Ad essere sincero, poi, ho sempre fatto molta fatica a comprendere il significato dell’itinerario di Foucault dopo questo corso del 1978-79 sul neoliberalismo, il significato del suo “ritorno ai Greci”. È solo da qualche mese che mi appare più chiara, e interessante, la portata di questa scelta. Credo infatti che soprattutto l’ultimo corso di Foucault, Le courage de la vérité, apra effettivamente in direzione di una riqualificazione dell’etica sul terreno della soggettivazione politica, che può essere pensato come terreno autonomo, come terreno su cui, cioè, la soggettivazione politica si determina oltre i limiti, i vicoli ciechi di una concezione meramente fisica della resistenza. Su questo, potrei rimandare a un mio saggio recente, scritto per la rivista statunitense South Atlantic Quarterly[3], nel quale rifletto un po’ sulla distinzione che Foucault traccia tra “politica” (la politique) e “politico” (le politique), nel corso al Collège de France del 1982-83, Le gouvernement de soi et des autres[4]. Come noto, il tema del politico era un tema “caldo” nei primi anni ottanta in Francia, e Foucault aveva sicuramente in mente, come obiettivo polemico, i lavori di Claude Lefort. In qualche modo, credo allora che Foucault colga nella centralità del politico – diversamente declinata con riferimento a Carl Schmitt e ad Hannah Arendt da Mario Tronti, da Claude Lefort, ecc. – il tentativo di neutralizzare la portata dirompente dei movimenti degli anni intorno al ’68. E dunque penso anche che la sua riflessione sulla politica dei primi anni ottanta, riflessione che passa attraverso i Greci, sia motivata, sia pure con molte mediazioni (con molti passaggi intermedi), dall’esigenza di mantenere una fedeltà di fondo al maggio del ’68. E, per ritornare al punto da cui siamo partiti, mi pare che in questa luce acquisti un significato nuovo ed estremamente interessante proprio la riqualificazione etica della soggettivazione politica: ovvero, come dicevo, l’indicazione della possibilità di svolgere la questione della soggettivazione politica al di fuori del campo del potere e del suo rapporto biunivoco con la resistenza.

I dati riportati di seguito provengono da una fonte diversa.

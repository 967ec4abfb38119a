//! Fallback wrapper around the query service.
//!
//! [`KnowledgeClient`] asks the live query service first. When that fails
//! (gate failure or timeout) the engine is recorded in the caller's
//! [`FallbackContext`] and served from a [`StaticKnowledgeSource`] for as
//! long as that context lives. The context is owned by the caller, so a
//! pipeline run decides its own scope.

use std::collections::BTreeMap;
use std::path::Path;
use std::sync::{Arc, Mutex};

use serde::{Deserialize, Serialize};

use crate::core::knowledge::{EngineProfile, GoldExample, KnowledgeVersion};
use crate::error::{GateFailureReason, QueryError, Result, StratumError};
use crate::retrieval;
use crate::service::query::{KnowledgeQuery, KnowledgeResponse, QueryService};
use crate::util::read_to_string_limited;

/// Knowledge that does not depend on the compaction pipeline.
pub trait StaticKnowledgeSource: Send + Sync {
    fn name(&self) -> &'static str;

    /// Response for a query, or `None` when there is nothing to serve for
    /// the engine.
    fn answer(&self, query: &KnowledgeQuery) -> Option<KnowledgeResponse>;
}

/// Hand-maintained profile and examples for one engine.
#[derive(Debug, Clone, Default, PartialEq, Serialize, Deserialize)]
pub struct StaticKnowledge {
    #[serde(default)]
    pub profile: EngineProfile,
    #[serde(default)]
    pub examples: Vec<GoldExample>,
}

/// Static knowledge keyed by engine, usually loaded from a JSON file.
#[derive(Debug, Clone, Default, PartialEq, Serialize, Deserialize)]
pub struct StaticProfiles {
    #[serde(default)]
    pub engines: BTreeMap<String, StaticKnowledge>,
    /// Examples returned per query.
    #[serde(default = "default_max_examples")]
    pub max_examples: usize,
}

fn default_max_examples() -> usize {
    3
}

impl StaticProfiles {
    pub fn new() -> Self {
        Self {
            engines: BTreeMap::new(),
            max_examples: default_max_examples(),
        }
    }

    pub fn with_engine(mut self, engine: impl Into<String>, knowledge: StaticKnowledge) -> Self {
        self.engines.insert(engine.into(), knowledge);
        self
    }

    pub fn load(path: &Path) -> Result<Self> {
        let content = read_to_string_limited(path)?;
        serde_json::from_str(&content).map_err(|e| {
            StratumError::config(format!("invalid static knowledge {}: {}", path.display(), e))
        })
    }
}

impl StaticKnowledgeSource for StaticProfiles {
    fn name(&self) -> &'static str {
        "static"
    }

    fn answer(&self, query: &KnowledgeQuery) -> Option<KnowledgeResponse> {
        let knowledge = self.engines.get(&query.engine)?;
        let matched_examples =
            retrieval::rank(&query.features, &[], &knowledge.examples, self.max_examples);
        if knowledge.profile.is_empty() && matched_examples.is_empty() {
            return None;
        }
        Some(KnowledgeResponse {
            query_id: query.query_id.clone(),
            matched_examples,
            engine_profile: knowledge.profile.clone(),
            triggered_gaps: Vec::new(),
            constraints: Vec::new(),
            runtime_findings: None,
            knowledge_version: KnowledgeVersion::default(),
        })
    }
}

/// Engines that fell back during one pipeline run.
#[derive(Debug, Default)]
pub struct FallbackContext {
    disabled: Mutex<BTreeMap<String, String>>,
}

impl FallbackContext {
    pub fn new() -> Self {
        Self::default()
    }

    /// Route an engine to the static source from now on.
    pub fn disable(&self, engine: &str, reason: &QueryError) {
        if let Ok(mut disabled) = self.disabled.lock() {
            disabled
                .entry(engine.to_string())
                .or_insert_with(|| reason.to_string());
        }
    }

    pub fn is_disabled(&self, engine: &str) -> bool {
        self.disabled
            .lock()
            .map(|d| d.contains_key(engine))
            .unwrap_or(false)
    }

    /// Why an engine was disabled.
    pub fn reason(&self, engine: &str) -> Option<String> {
        self.disabled.lock().ok()?.get(engine).cloned()
    }

    pub fn disabled_engines(&self) -> Vec<String> {
        self.disabled
            .lock()
            .map(|d| d.keys().cloned().collect())
            .unwrap_or_default()
    }
}

/// Where an answer came from.
#[derive(Debug, Clone, Copy, PartialEq, Eq, Serialize, Deserialize)]
#[serde(rename_all = "snake_case")]
pub enum KnowledgeOrigin {
    Live,
    Static,
}

/// A response plus its origin.
#[derive(Debug, Clone, PartialEq, Serialize, Deserialize)]
pub struct ServedKnowledge {
    pub origin: KnowledgeOrigin,
    #[serde(flatten)]
    pub response: KnowledgeResponse,
}

/// Query client that falls back to static knowledge.
pub struct KnowledgeClient {
    service: QueryService,
    fallback: Arc<dyn StaticKnowledgeSource>,
    context: Arc<FallbackContext>,
}

impl KnowledgeClient {
    pub fn new(
        service: QueryService,
        fallback: Arc<dyn StaticKnowledgeSource>,
        context: Arc<FallbackContext>,
    ) -> Self {
        Self {
            service,
            fallback,
            context,
        }
    }

    pub fn context(&self) -> &Arc<FallbackContext> {
        &self.context
    }

    fn serve_static(&self, query: &KnowledgeQuery) -> Option<ServedKnowledge> {
        self.fallback.answer(query).map(|response| ServedKnowledge {
            origin: KnowledgeOrigin::Static,
            response,
        })
    }

    /// Answer from the live service, or from the static source once the
    /// engine has failed in this context.
    ///
    /// The live error is returned when the static source has nothing for
    /// the engine either.
    pub async fn query(&self, query: KnowledgeQuery) -> std::result::Result<ServedKnowledge, QueryError> {
        if self.context.is_disabled(&query.engine) {
            return self
                .serve_static(&query)
                .ok_or_else(|| QueryError::gate(&query.engine, GateFailureReason::EngineDisabled));
        }

        match self.service.query(query.clone()).await {
            Ok(response) => Ok(ServedKnowledge {
                origin: KnowledgeOrigin::Live,
                response,
            }),
            Err(e) => {
                tracing::warn!(
                    engine = %query.engine,
                    error = %e,
                    fallback = self.fallback.name(),
                    "live knowledge unavailable, falling back"
                );
                self.context.disable(&query.engine, &e);
                self.serve_static(&query).ok_or(e)
            }
        }
    }
}

#[cfg(test)]
mod tests {
    use super::*;
    use crate::config::QueryConfig;
    use crate::core::features::{FeatureVector, FeatureVocabulary};
    use crate::core::knowledge::{EntryKind, ExampleStatus, KnowledgeSnapshot};
    use crate::service::cache::SnapshotCache;
    use crate::storage::layers::fixtures::entry;
    use chrono::Utc;
    use tempfile::TempDir;

    fn features() -> FeatureVector {
        let vocab = FeatureVocabulary::standard();
        vocab.builder().set("table_count", 3i64).unwrap().build()
    }

    fn example(id: &str, engine: &str) -> GoldExample {
        GoldExample {
            id: id.into(),
            engine: engine.into(),
            query_id: "q1".into(),
            original_sql: "SELECT 1".into(),
            optimized_sql: "SELECT 1".into(),
            speedup: 1.5,
            transform: None,
            gap_ids: vec![],
            source_patterns: vec!["P-000001".into()],
            source_outcome: None,
            features: features(),
            status: ExampleStatus::Active,
            created_at: Utc::now(),
        }
    }

    fn static_source() -> Arc<StaticProfiles> {
        let mut profile = EngineProfile::default();
        profile
            .strengths
            .push(entry("K-000009", "duckdb", EntryKind::Strength, &["P-000001"]));
        Arc::new(StaticProfiles::new().with_engine(
            "duckdb",
            StaticKnowledge {
                profile,
                examples: vec![example("G-000009", "duckdb")],
            },
        ))
    }

    fn live_snapshot() -> Arc<KnowledgeSnapshot> {
        let mut s = KnowledgeSnapshot::empty("duckdb", KnowledgeVersion(3));
        s.profile
            .gaps
            .push(entry("K-000001", "duckdb", EntryKind::Gap, &["P-000001"]));
        s.examples.push(example("G-000001", "duckdb"));
        Arc::new(s)
    }

    fn client(cache: Arc<SnapshotCache>) -> KnowledgeClient {
        KnowledgeClient::new(
            QueryService::new(cache, QueryConfig::default()),
            static_source(),
            Arc::new(FallbackContext::new()),
        )
    }

    #[tokio::test]
    async fn test_live_answer_when_available() {
        let cache = Arc::new(SnapshotCache::default());
        cache.install(live_snapshot());
        let client = client(cache);

        let served = client
            .query(KnowledgeQuery::new("q1", "duckdb", features()))
            .await
            .unwrap();
        assert_eq!(served.origin, KnowledgeOrigin::Live);
        assert_eq!(served.response.knowledge_version, KnowledgeVersion(3));
        assert!(client.context().disabled_engines().is_empty());
    }

    #[tokio::test]
    async fn test_gate_failure_switches_engine_to_static_for_context() {
        let cache = Arc::new(SnapshotCache::default());
        let client = client(Arc::clone(&cache));

        let served = client
            .query(KnowledgeQuery::new("q1", "duckdb", features()))
            .await
            .unwrap();
        assert_eq!(served.origin, KnowledgeOrigin::Static);
        assert_eq!(served.response.matched_examples[0].example.id, "G-000009");
        assert!(client.context().is_disabled("duckdb"));
        assert!(client.context().reason("duckdb").unwrap().contains("cold cache"));

        // Live knowledge arriving later does not re-enable the engine
        cache.install(live_snapshot());
        let served = client
            .query(KnowledgeQuery::new("q2", "duckdb", features()))
            .await
            .unwrap();
        assert_eq!(served.origin, KnowledgeOrigin::Static);
    }

    #[tokio::test]
    async fn test_new_context_tries_live_again() {
        let cache = Arc::new(SnapshotCache::default());
        let first = client(Arc::clone(&cache));
        first
            .query(KnowledgeQuery::new("q1", "duckdb", features()))
            .await
            .unwrap();

        cache.install(live_snapshot());
        let second = client(cache);
        let served = second
            .query(KnowledgeQuery::new("q1", "duckdb", features()))
            .await
            .unwrap();
        assert_eq!(served.origin, KnowledgeOrigin::Live);
    }

    #[tokio::test]
    async fn test_unknown_engine_surfaces_live_error() {
        let client = client(Arc::new(SnapshotCache::default()));
        let err = client
            .query(KnowledgeQuery::new("q1", "postgres", features()))
            .await
            .unwrap_err();
        assert_eq!(err, QueryError::gate("postgres", GateFailureReason::ColdCache));

        let err = client
            .query(KnowledgeQuery::new("q1", "postgres", features()))
            .await
            .unwrap_err();
        assert_eq!(err, QueryError::gate("postgres", GateFailureReason::EngineDisabled));
    }

    #[tokio::test]
    async fn test_empty_static_knowledge_surfaces_live_error() {
        let empty = StaticProfiles::new().with_engine("duckdb", StaticKnowledge::default());
        assert!(empty
            .answer(&KnowledgeQuery::new("q1", "duckdb", features()))
            .is_none());

        let client = KnowledgeClient::new(
            QueryService::new(Arc::new(SnapshotCache::default()), QueryConfig::default()),
            Arc::new(empty),
            Arc::new(FallbackContext::new()),
        );
        let err = client
            .query(KnowledgeQuery::new("q1", "duckdb", features()))
            .await
            .unwrap_err();
        assert_eq!(err, QueryError::gate("duckdb", GateFailureReason::ColdCache));
        assert!(client.context().is_disabled("duckdb"));
    }

    #[test]
    fn test_examples_alone_are_served() {
        let source = StaticProfiles::new().with_engine(
            "duckdb",
            StaticKnowledge {
                profile: EngineProfile::default(),
                examples: vec![example("G-000001", "duckdb")],
            },
        );
        let response = source
            .answer(&KnowledgeQuery::new("q1", "duckdb", features()))
            .unwrap();
        assert_eq!(response.matched_examples.len(), 1);
        assert!(response.engine_profile.is_empty());
    }

    #[test]
    fn test_load_static_profiles() {
        let temp = TempDir::new().unwrap();
        let path = temp.path().join("static.json");
        let profiles = StaticProfiles::new().with_engine(
            "duckdb",
            StaticKnowledge {
                profile: EngineProfile::default(),
                examples: vec![example("G-000001", "duckdb")],
            },
        );
        std::fs::write(&path, serde_json::to_string(&profiles).unwrap()).unwrap();

        let loaded = StaticProfiles::load(&path).unwrap();
        assert_eq!(loaded, profiles);

        std::fs::write(&path, "{not json").unwrap();
        assert!(StaticProfiles::load(&path).is_err());
    }
}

> Lire la réponse de Miguel de Beistegui

> Lire la réponse de Judith Revel



[1] Si veda ad esempio, per quel che riguarda il dibattito italiano, Il gulag socialdemocratico. Note sulla repressione in Germania, a cura di A. Assante e P. Pozzi, Mozzi, Milano 1977 (che ricostruisce comunque il quadro di feroce repressione in Germania federale alla metà degli anni settanta). Ovviamente, non tutta la discussione sul tema dello Stato era orientata in tal senso: le riflessioni di Toni Negri sulla crisi dello “Stato-piano”, sullo “Stato-crisi”, per esempio, andavano in una direzione molto diversa; cfr. A. Negri, Crisi dello Stato-piano: comunismo e organizzazione rivoluzionaria, Feltrinelli, Milano 1974 e soprattutto i saggi raccolti in Id., La forma Stato. Per la critica dell’economia politica della costituzione, Feltrinelli, Milano 1977.

[2] Cfr. M. Foucault, Naissance de la biopolitique. Cours au Collège de France. 1978-1979, Seuil/Gallimard, Paris 2004, pp. 78-80.

[3] Cfr. S. Mezzadra, Beyond the State, Beyond the Desert, in corso di pubblicazione in «South Atlantic Quarterly», 2011.

[4] Cfr. M. Foucault, Le gouvernement de soi et des autres. Cours au Collège de France. 1982-1983, Seuil/Gallimard, Paris 2008, pp. 146-147.